--- About this exercise ---
The records follow. Filter them to the lines that hold "pending".

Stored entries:
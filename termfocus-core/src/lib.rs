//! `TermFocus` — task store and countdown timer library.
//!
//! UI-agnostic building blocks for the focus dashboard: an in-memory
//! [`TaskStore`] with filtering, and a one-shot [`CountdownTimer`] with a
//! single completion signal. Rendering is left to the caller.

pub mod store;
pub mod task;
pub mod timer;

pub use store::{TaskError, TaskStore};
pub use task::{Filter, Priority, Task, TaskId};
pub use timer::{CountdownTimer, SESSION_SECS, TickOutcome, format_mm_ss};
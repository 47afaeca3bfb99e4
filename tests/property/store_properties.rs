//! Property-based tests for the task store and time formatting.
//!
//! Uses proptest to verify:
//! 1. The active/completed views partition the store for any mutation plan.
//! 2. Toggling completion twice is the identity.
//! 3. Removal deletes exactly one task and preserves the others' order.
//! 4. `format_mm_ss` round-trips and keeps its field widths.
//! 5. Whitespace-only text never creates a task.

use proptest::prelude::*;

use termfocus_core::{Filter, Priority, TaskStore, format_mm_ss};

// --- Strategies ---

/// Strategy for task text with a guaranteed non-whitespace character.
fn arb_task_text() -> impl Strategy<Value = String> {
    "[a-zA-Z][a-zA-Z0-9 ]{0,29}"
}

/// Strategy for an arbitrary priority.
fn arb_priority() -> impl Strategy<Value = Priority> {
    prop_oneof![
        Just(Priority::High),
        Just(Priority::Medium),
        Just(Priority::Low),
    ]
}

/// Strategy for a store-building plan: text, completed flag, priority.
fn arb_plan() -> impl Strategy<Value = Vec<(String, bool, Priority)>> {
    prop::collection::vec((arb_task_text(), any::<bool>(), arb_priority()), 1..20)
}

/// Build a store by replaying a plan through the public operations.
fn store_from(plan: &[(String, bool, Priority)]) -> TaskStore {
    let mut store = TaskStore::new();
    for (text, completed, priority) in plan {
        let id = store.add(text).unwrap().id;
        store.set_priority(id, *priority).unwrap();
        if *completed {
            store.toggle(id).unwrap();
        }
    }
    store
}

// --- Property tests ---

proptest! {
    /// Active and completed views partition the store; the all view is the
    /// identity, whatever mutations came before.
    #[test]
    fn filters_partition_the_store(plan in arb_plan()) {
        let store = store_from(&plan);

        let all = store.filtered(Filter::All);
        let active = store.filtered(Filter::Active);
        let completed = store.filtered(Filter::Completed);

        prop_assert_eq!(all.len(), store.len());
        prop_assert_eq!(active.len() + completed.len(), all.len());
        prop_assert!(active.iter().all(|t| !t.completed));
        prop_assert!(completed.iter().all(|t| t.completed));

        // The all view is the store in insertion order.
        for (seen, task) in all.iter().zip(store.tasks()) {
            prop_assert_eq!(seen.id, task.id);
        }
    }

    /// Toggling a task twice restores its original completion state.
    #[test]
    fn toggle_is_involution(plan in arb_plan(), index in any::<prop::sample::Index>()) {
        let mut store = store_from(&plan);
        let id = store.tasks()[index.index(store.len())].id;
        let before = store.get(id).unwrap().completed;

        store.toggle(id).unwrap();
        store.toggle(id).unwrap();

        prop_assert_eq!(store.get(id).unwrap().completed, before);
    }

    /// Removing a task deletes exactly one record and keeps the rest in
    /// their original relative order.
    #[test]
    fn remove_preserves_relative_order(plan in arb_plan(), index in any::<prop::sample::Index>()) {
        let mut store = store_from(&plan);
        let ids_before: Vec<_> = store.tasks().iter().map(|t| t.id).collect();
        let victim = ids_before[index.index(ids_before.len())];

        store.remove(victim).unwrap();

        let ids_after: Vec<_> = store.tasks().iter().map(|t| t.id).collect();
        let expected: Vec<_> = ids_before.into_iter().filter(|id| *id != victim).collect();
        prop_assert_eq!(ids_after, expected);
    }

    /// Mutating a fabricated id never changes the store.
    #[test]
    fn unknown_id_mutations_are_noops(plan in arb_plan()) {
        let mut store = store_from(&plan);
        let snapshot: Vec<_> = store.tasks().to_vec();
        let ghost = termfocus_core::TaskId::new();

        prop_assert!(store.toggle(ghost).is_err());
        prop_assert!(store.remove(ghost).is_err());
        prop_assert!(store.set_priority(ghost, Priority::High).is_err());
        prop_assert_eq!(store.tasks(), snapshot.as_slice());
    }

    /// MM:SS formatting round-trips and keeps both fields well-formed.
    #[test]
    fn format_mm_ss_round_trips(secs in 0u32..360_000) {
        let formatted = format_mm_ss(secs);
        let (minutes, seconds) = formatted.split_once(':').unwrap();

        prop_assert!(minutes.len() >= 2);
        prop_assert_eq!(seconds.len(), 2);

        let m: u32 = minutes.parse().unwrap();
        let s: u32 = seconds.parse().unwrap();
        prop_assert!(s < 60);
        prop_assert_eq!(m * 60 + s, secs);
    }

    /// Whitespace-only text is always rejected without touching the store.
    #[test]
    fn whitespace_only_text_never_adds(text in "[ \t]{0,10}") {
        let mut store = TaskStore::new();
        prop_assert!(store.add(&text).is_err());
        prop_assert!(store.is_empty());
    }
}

...

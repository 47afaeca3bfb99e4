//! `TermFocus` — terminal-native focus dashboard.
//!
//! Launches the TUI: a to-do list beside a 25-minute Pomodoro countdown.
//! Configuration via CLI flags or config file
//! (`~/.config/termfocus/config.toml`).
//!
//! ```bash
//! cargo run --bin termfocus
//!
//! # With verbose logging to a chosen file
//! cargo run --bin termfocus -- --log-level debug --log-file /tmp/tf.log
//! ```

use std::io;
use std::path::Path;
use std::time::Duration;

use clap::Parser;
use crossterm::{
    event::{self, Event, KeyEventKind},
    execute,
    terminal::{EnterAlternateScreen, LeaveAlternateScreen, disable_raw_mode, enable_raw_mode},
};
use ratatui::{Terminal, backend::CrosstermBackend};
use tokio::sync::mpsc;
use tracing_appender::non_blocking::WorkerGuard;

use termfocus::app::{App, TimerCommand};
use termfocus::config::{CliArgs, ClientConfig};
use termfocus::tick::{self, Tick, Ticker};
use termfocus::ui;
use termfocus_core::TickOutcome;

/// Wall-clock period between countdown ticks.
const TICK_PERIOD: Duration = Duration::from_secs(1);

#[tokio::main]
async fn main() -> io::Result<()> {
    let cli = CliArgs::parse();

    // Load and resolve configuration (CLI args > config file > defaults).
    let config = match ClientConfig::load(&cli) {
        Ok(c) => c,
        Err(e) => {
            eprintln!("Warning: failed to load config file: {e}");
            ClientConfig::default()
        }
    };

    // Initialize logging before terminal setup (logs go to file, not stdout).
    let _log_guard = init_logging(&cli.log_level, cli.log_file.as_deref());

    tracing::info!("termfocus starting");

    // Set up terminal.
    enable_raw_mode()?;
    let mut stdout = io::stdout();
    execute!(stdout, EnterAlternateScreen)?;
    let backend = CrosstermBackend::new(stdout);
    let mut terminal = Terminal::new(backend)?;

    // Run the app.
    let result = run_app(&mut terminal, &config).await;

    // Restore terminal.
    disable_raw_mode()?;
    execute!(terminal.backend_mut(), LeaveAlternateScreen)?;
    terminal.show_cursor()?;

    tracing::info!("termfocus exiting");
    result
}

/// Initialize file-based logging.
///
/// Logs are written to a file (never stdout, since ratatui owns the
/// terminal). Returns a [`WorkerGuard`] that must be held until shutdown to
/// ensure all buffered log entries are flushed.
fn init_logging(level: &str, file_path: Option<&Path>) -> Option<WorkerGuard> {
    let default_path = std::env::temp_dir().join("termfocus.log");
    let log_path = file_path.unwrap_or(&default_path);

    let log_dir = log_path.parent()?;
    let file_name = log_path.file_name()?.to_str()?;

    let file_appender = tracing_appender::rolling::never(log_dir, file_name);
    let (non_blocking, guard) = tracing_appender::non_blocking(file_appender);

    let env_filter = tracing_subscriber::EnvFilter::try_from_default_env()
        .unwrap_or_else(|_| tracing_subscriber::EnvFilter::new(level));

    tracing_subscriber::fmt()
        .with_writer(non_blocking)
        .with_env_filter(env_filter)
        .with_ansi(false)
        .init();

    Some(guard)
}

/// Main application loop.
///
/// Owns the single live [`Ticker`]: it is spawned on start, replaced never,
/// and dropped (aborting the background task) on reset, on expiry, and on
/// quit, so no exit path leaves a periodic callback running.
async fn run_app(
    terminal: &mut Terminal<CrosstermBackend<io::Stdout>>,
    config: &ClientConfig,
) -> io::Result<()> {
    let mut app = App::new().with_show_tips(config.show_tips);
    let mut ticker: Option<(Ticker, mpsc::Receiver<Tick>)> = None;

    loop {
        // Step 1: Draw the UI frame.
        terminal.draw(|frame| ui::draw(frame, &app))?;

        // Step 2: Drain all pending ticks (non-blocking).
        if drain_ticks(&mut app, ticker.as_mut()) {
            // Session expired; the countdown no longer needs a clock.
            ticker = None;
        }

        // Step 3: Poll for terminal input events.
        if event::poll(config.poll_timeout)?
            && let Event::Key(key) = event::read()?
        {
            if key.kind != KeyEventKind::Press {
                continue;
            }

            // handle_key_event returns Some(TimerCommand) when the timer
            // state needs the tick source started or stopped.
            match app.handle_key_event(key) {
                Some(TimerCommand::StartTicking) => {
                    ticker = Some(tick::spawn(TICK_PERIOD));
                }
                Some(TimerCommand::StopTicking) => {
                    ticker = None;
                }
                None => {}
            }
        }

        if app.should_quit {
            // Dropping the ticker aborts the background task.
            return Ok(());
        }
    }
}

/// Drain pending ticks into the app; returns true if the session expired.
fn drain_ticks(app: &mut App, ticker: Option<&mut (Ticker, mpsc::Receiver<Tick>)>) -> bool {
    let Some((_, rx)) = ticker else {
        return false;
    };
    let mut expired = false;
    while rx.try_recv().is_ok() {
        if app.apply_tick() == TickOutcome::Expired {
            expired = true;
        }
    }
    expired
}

--- Your response ---
        // Step 2: Drain all pending ticks (non-blocking).
/// Drain pending ticks into the app; returns true if the session expired.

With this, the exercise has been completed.